Reverse Analysis is an important approach to analyze software without source code. One method which can efficiently improve the efficiency of Reverse Analysis is to locate the target functions fast and efficiently. Locating the functions which is worthy of study can shrink the area and reduce the complexity of the Reverse Analysis. This thesis researched in depth on how to actualize locating functions quickly and effectually.The thesis summarized four common methods for locating functions, thoroughly studied the mechanism by which Windows messages are processed and the characteristics of representative programs in framework. Aimed at the two general cases of locating functions in Reverse Analysis, the thesis put forward the reverse locating technique based on the characteristics of program frame class. First, the structure information and frame characteristics of the program were acquired by means of static analysis, and functional code and framework code were distinguished from each other. Second, resorting to characteristics detection in dynamic analysis, specific behaviors, such as network activity and file operation, in target function were detected, and all possible executing paths of the target function were marked. Last, the target function was located by using the path comparison algorithm.In order to solve the problem of obtaining the static information from the target programs in the process of locating, the thesis programmed an IDA plug-in to implement the obtaining of static information from the object program by the research on the disassembled mechanism of IDA; it completed an analyzing plug-in of the MFC frame on the base of thoroughly analyzing the MFC frame; it designed a dynamic obtaining algorithm for the run-time basic block of target program.
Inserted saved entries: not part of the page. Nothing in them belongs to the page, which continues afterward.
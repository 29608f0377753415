//! Answer paths, the fan-in `finalize` node and follow-up suggestions.

use finrag_graph::NodeContext;
use llm::StructuredLlmExt;
use tracing::{info, warn};

use super::analysis::with_kpi_section;
use super::persona::PersonaRunner;
use super::prompts::{self, tasks, REFUSAL};
use super::rag::{ground_citations, RagRunner};
use super::repeater::RepeaterRunner;
use super::schemas::{FollowUps, GeneralAnswer, Generation};
use super::state::{Path, SharedState, StatePatch};
use super::clean_list;
use crate::document::render_context;
use crate::error::Result;
use crate::services::Services;

/// Sub-graph runners of the financial paths
#[derive(Clone, Debug)]
pub struct AnswerDeps {
    pub svc: Services,
    pub rag: RagRunner,
    pub repeater: RepeaterRunner,
    pub persona: PersonaRunner,
}

impl AnswerDeps {
    pub fn new(svc: &Services) -> Result<Self> {
        Ok(Self {
            svc: svc.clone(),
            rag: RagRunner::new(svc)?,
            repeater: RepeaterRunner::new(svc)?,
            persona: PersonaRunner::new(svc)?,
        })
    }
}

fn path_name(state: &SharedState, fallback: Path) -> String {
    state.path_decided.unwrap_or(fallback).as_str().to_string()
}

pub(crate) async fn answer_simple(deps: AnswerDeps, state: SharedState, ctx: NodeContext) -> Result<StatePatch> {
    let outcome = deps.rag.run(state.working_query(), &ctx).await?;
    let mut patch = StatePatch::answer(
        &path_name(&state, Path::SimpleFinancial),
        outcome.answer,
        outcome.citations,
        outcome.documents,
    );
    patch.retry_counters = Some(state.retry_counters.plus(&outcome.counters));
    Ok(patch)
}

pub(crate) async fn answer_complex(deps: AnswerDeps, state: SharedState, ctx: NodeContext) -> Result<StatePatch> {
    let outcome = deps.repeater.run(state.working_query(), &ctx).await?;
    info!(passes = outcome.passes, "complex answer ready");
    let mut patch = StatePatch::answer(
        &path_name(&state, Path::ComplexFinancial),
        outcome.answer,
        outcome.citations,
        outcome.documents,
    );
    patch.retry_counters = Some(state.retry_counters.plus(&outcome.counters));
    Ok(patch)
}

pub(crate) async fn answer_persona(deps: AnswerDeps, state: SharedState, ctx: NodeContext) -> Result<StatePatch> {
    let outcome = deps.persona.run(state.working_query(), &ctx).await?;
    let mut patch = StatePatch::answer(
        &path_name(&state, Path::Persona),
        outcome.answer,
        outcome.citations,
        outcome.documents,
    );
    patch.retry_counters = Some(state.retry_counters.plus(&outcome.counters));
    Ok(patch)
}

async fn general_answer(svc: &Services, query: &str) -> Result<String> {
    let answer: GeneralAnswer = svc
        .llm
        .structured(tasks::GENERAL_ANSWER, prompts::GENERAL_ANSWER, query)
        .await?;
    Ok(answer.answer)
}

pub(crate) async fn general_llm(svc: Services, state: SharedState, _ctx: NodeContext) -> Result<StatePatch> {
    let answer = general_answer(&svc, state.working_query()).await?;
    Ok(StatePatch {
        final_answer: Some(answer),
        answer_type: Some(Path::General.as_str().to_string()),
        ..Default::default()
    })
}

pub(crate) async fn web_answer(svc: Services, state: SharedState, _ctx: NodeContext) -> Result<StatePatch> {
    let query = state.working_query();
    let documents = match svc.web.search(query, svc.limits.max_web_search_results).await {
        Ok(documents) => documents,
        Err(err) => {
            warn!(error = %err, "web search failed");
            Vec::new()
        }
    };
    if documents.is_empty() {
        info!("no web results, answering directly");
        let answer = general_answer(&svc, query).await?;
        return Ok(StatePatch {
            final_answer: Some(answer),
            answer_type: Some(Path::General.as_str().to_string()),
            ..Default::default()
        });
    }

    let prompt = format!("Question: {query}\n\nDocuments:\n{}", render_context(&documents));
    let generation: Generation = svc
        .llm
        .structured(tasks::GENERATE_ANSWER, prompts::GENERATE_ANSWER, &prompt)
        .await?;
    let (answer, citations) = ground_citations(generation, &documents);
    Ok(StatePatch::answer(Path::Web.as_str(), answer, citations, documents))
}

/// Fan-in of the answer path and the KPI analysis
pub(crate) async fn finalize(_svc: Services, state: SharedState, _ctx: NodeContext) -> Result<StatePatch> {
    if state.kpi_results.is_empty() {
        return Ok(StatePatch::default());
    }
    Ok(StatePatch {
        final_answer: Some(with_kpi_section(&state.final_answer, &state.kpi_results)),
        ..Default::default()
    })
}

pub(crate) async fn follow_ups(svc: Services, state: SharedState, _ctx: NodeContext) -> Result<StatePatch> {
    let answer = state.final_answer.trim();
    if !svc.settings.follow_ups || answer.is_empty() || answer == REFUSAL {
        return Ok(StatePatch::default());
    }
    let prompt = format!("Question: {}\n\nAnswer:\n{answer}", state.working_query());
    let suggested: FollowUps = svc
        .llm
        .structured(tasks::FOLLOW_UPS, prompts::FOLLOW_UPS, &prompt)
        .await?;
    Ok(StatePatch {
        follow_ups: Some(clean_list(suggested.questions, svc.limits.max_follow_ups)),
        ..Default::default()
    })
}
After thoroughly researched the technique of tracking and logging the executing paths, a reverse location assistant tool was designed and implemented. The tool adopted the technique of graphic display for the paths, and according to the executing paths in different instance of the target program, with the executing paths comparison algorithm realized, which could get the address of target function exactly.The testing on the accuracy and the efficiency of the tool was presented in the end of the thesis. According to the results, the tool has good performance in locating target function, and is valuable in improving the efficiency of Reverse Analysis.